Stored data entries:
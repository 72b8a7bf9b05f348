mod session;
mod tui;
mod typeahead;

use std::collections::HashMap;
use std::io::{self, Write};
use std::path::PathBuf;
use std::sync::Arc;
use std::time::Duration;

use agnt_auth::AuthManager;
use agnt_core::approval::ApprovalMode;
use agnt_db::Store;
use agnt_llm_registry::{AuthMethod, OAuthPkceAuth, Registry};
use axum::extract::{Query, State};
use axum::http::{StatusCode, Uri};
use axum::response::{Html, IntoResponse};
use axum::{Router, routing::get};
use clap::{Parser, Subcommand};
use parking_lot::Mutex;
use session::SessionStore;
use tokio::sync::{mpsc, oneshot};
use tracing_subscriber::EnvFilter;
use tui::app::App;
use url::Url;

const DEFAULT_PROVIDER_ID: &str = "openai";
const DEFAULT_MODEL_ID: &str = "gpt-4.1-nano";
const OAUTH_CALLBACK_TIMEOUT: Duration = Duration::from_secs(180);
const OAUTH_SUCCESS_HTML: &str = "<!doctype html><html><head><meta charset=\"utf-8\" /><title>Authentication successful</title></head><body><p>Authentication successful. Return to your terminal.</p></body></html>";

#[derive(Parser)]
#[command(name = "agnt")]
struct Cli {
    #[command(subcommand)]
    command: Option<Command>,

    /// Resume a given session id instead of the most recent one.
    #[arg(long)]
    session: Option<String>,

    /// Approval mode for tool calls: suggest, auto-edit, full-auto, or
    /// dangerous (no sandboxing).
    #[arg(long, value_enum, default_value = "suggest")]
    approval: ApprovalModeArg,

    // Backward-compatible alias for `agnt providers`.
    #[arg(long, hide = true)]
    providers: bool,
}

#[derive(Clone, Copy, clap::ValueEnum)]
enum ApprovalModeArg {
    Suggest,
    AutoEdit,
    FullAuto,
    Dangerous,
}

impl From<ApprovalModeArg> for ApprovalMode {
    fn from(value: ApprovalModeArg) -> Self {
        match value {
            ApprovalModeArg::Suggest => ApprovalMode::Suggest,
            ApprovalModeArg::AutoEdit => ApprovalMode::AutoEdit,
            ApprovalModeArg::FullAuto => ApprovalMode::FullAuto,
            ApprovalModeArg::Dangerous => ApprovalMode::Dangerous,
        }
    }
}

#[derive(Clone, Copy, Subcommand)]
enum Command {
    /// Start the terminal UI (default).
    Tui,
    /// List known providers and their models.
    Providers,
}

#[derive(Clone, Copy, PartialEq, Eq)]
enum Mode {
    Tui,
    Providers,
}

impl Cli {
    fn mode(&self) -> Mode {
        if self.providers {
            return Mode::Providers;
        }

        match self.command.unwrap_or(Command::Tui) {
            Command::Tui => Mode::Tui,
            Command::Providers => Mode::Providers,
        }
    }
}

#[tokio::main]
async fn main() -> Result<(), Box<dyn std::error::Error>> {
    let cli = Cli::parse();
    let mode = cli.mode();

    let _ = dotenvy::dotenv();
    init_logging()?;

    // Install a panic hook that restores the terminal before printing the
    // panic message, so the user isn't left with a broken terminal.
    let default_hook = std::panic::take_hook();
    std::panic::set_hook(Box::new(move |info| {
        tui::restore_terminal();
        default_hook(info);
    }));

    // Set up auth + registry.
    let auth_manager = Arc::new(AuthManager::new("agnt"));
    let mut registry = Registry::new();
    registry.set_auth_resolver(auth_manager.resolver());
    agnt_llm_openai::register(&mut registry);
    registry.fetch_spec().await?;

    if mode == Mode::Providers {
        print_providers(&registry);
        return Ok(());
    }

    run_tui(&mut registry, &auth_manager, &cli).await
}

fn init_logging() -> Result<(), Box<dyn std::error::Error>> {
    let log_path = agnt_app::log_file_path()?;
    let file = std::fs::OpenOptions::new()
        .create(true)
        .append(true)
        .open(log_path)?;

    tracing_subscriber::fmt()
        .with_writer(file)
        .with_ansi(false)
        .with_env_filter(EnvFilter::try_from_default_env().unwrap_or_else(|_| EnvFilter::new("info")))
        .init();

    Ok(())
}

fn print_providers(registry: &Registry) {
    for provider in registry.known_providers() {
        let status = if provider.configured {
            "configured"
        } else {
            "needs login"
        };
        let compat = if provider.compatible {
            "compatible"
        } else {
            "no-factory"
        };
        println!(
            "{} ({}) [{} | {} | {}]",
            provider.id, provider.name, provider.auth_method, status, compat
        );

        let mut models = registry.list_models(&provider.id);
        models.sort_by(|a, b| a.id.cmp(&b.id));
        for model in &models {
            let name = model.name.as_deref().unwrap_or("");
            println!("  {:<30} {}", model.id, name);
        }
    }
}

async fn run_tui(
    registry: &mut Registry,
    auth_manager: &Arc<AuthManager>,
    cli: &Cli,
) -> Result<(), Box<dyn std::error::Error>> {
    ensure_provider_credentials(registry, auth_manager, DEFAULT_PROVIDER_ID).await?;

    let cwd = std::env::current_dir()?;
    let agent = build_default_agent(registry, cwd.clone(), cli.approval.into())?;

    let db_path = agnt_app::session_db_path()?;
    let store = Arc::new(Mutex::new(Store::open(&db_path)?));
    let session_store = Arc::new(Mutex::new(SessionStore::open_for_project_root(
        store, &cwd,
    )?));

    let restored = {
        let mut guard = session_store.lock();
        match &cli.session {
            Some(session_id) => guard.activate_session(session_id)?,
            None => guard.resume_most_recent_session()?,
        }
    };
    if let Some(state) = restored {
        agent.restore_conversation_state(state);
    }
    session_store.lock().ensure_active_session()?;

    let mut app = App::new(agent, session_store);
    tui::launch(&mut app).await
}

fn build_default_agent(
    registry: &mut Registry,
    cwd: PathBuf,
    approval_mode: ApprovalMode,
) -> Result<agnt_core::Agent, Box<dyn std::error::Error>> {
    let model = registry.model(DEFAULT_PROVIDER_ID, DEFAULT_MODEL_ID)?;
    Ok(agnt_core::Agent::with_defaults(model, cwd, approval_mode))
}

async fn ensure_provider_credentials(
    registry: &Registry,
    auth: &Arc<AuthManager>,
    provider_id: &str,
) -> Result<(), Box<dyn std::error::Error>> {
    let Some(request) = registry.auth_request(provider_id) else {
        return Ok(());
    };

    match request.auth_method {
        AuthMethod::ApiKey(_) => {
            if auth.resolve_cached(&request)?.is_some() {
                return Ok(());
            }

            let prompt = format!("Enter API key for {}: ", request.provider_name);
            let value = rpassword::prompt_password(prompt)?;
            if value.trim().is_empty() {
                return Err(format!("no API key provided for {}", request.provider_name).into());
            }
            auth.store_api_key(provider_id, value)?;
        }
        AuthMethod::OAuthPkce(ref config) => {
            match auth.refresh_oauth_if_needed(provider_id, config).await {
                Ok(Some(_)) => return Ok(()),
                Ok(None) => {}
                Err(err) => {
                    eprintln!(
                        "stored OAuth session for {} is not usable ({}); starting sign-in flow",
                        request.provider_name, err
                    );
                }
            }

            let pending = auth.begin_oauth(provider_id, config)?;
            println!(
                "Sign in for {}:\n{}",
                request.provider_name, pending.authorize_url
            );
            if let Err(err) = webbrowser::open(&pending.authorize_url) {
                eprintln!("failed to open browser: {err}");
            }

            let authorization_input = match wait_for_oauth_callback(config, &pending.state).await? {
                Some(code) => code,
                None => prompt_line("Paste authorization code (or redirect URL): ")?,
            };
            auth.complete_oauth(provider_id, config, &pending, &authorization_input)
                .await?;
        }
    }

    Ok(())
}

#[derive(Clone)]
struct CallbackState {
    expected_path: String,
    expected_state: String,
    tx: mpsc::UnboundedSender<Result<String, String>>,
}

async fn wait_for_oauth_callback(
    config: &OAuthPkceAuth,
    expected_state: &str,
) -> Result<Option<String>, Box<dyn std::error::Error>> {
    let redirect = Url::parse(&config.redirect_url)?;
    if redirect.scheme() != "http" {
        return Ok(None);
    }

    let host = redirect.host_str().unwrap_or("127.0.0.1");
    if host != "127.0.0.1" && host != "localhost" {
        return Ok(None);
    }
    let port = redirect.port_or_known_default().unwrap_or(80);
    let bind_host = if host == "localhost" {
        "127.0.0.1"
    } else {
        host
    };
    let expected_path = redirect.path().to_string();

    let listener = match tokio::net::TcpListener::bind((bind_host, port)).await {
        Ok(listener) => listener,
        Err(_) => return Ok(None),
    };

    let (tx, mut rx) = mpsc::unbounded_channel::<Result<String, String>>();
    let state = CallbackState {
        expected_path,
        expected_state: expected_state.to_string(),
        tx,
    };

    let app = Router::new()
        .route("/", get(oauth_callback))
        .route("/{*path}", get(oauth_callback))
        .with_state(state);

    let (shutdown_tx, shutdown_rx) = oneshot::channel::<()>();
    let server = axum::serve(listener, app).with_graceful_shutdown(async move {
        let _ = shutdown_rx.await;
    });
    let server_task = tokio::spawn(async move {
        let _ = server.await;
    });

    let result = tokio::time::timeout(OAUTH_CALLBACK_TIMEOUT, rx.recv()).await;
    let _ = shutdown_tx.send(());
    let _ = tokio::time::timeout(Duration::from_secs(2), server_task).await;

    match result {
        Ok(Some(Ok(code))) => Ok(Some(code)),
        Ok(Some(Err(message))) => Err(message.into()),
        Ok(None) => Ok(None),
        Err(_) => Ok(None),
    }
}

async fn oauth_callback(
    State(state): State<CallbackState>,
    Query(query): Query<HashMap<String, String>>,
    uri: Uri,
) -> impl IntoResponse {
    if uri.path() != state.expected_path {
        return (StatusCode::NOT_FOUND, Html("Not found".to_string())).into_response();
    }

    if query.get("state").map(String::as_str) != Some(state.expected_state.as_str()) {
        let _ = state
            .tx
            .send(Err("oauth callback state mismatch".to_string()));
        return (StatusCode::BAD_REQUEST, Html("State mismatch".to_string())).into_response();
    }

    let Some(code) = query.get("code").cloned() else {
        let _ = state
            .tx
            .send(Err("missing authorization code in callback".to_string()));
        return (
            StatusCode::BAD_REQUEST,
            Html("Missing authorization code".to_string()),
        )
            .into_response();
    };

    let _ = state.tx.send(Ok(code));
    (StatusCode::OK, Html(OAUTH_SUCCESS_HTML.to_string())).into_response()
}

fn prompt_line(prompt: &str) -> Result<String, io::Error> {
    print!("{prompt}");
    io::stdout().flush()?;
    let mut input = String::new();
    io::stdin().read_line(&mut input)?;
    Ok(input.trim().to_string())
}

Problem to work on. Copy out every line from the records that has the word "port".

Answer to this exercise.
    let port = redirect.port_or_known_default().unwrap_or(80);
    let listener = match tokio::net::TcpListener::bind((bind_host, port)).await {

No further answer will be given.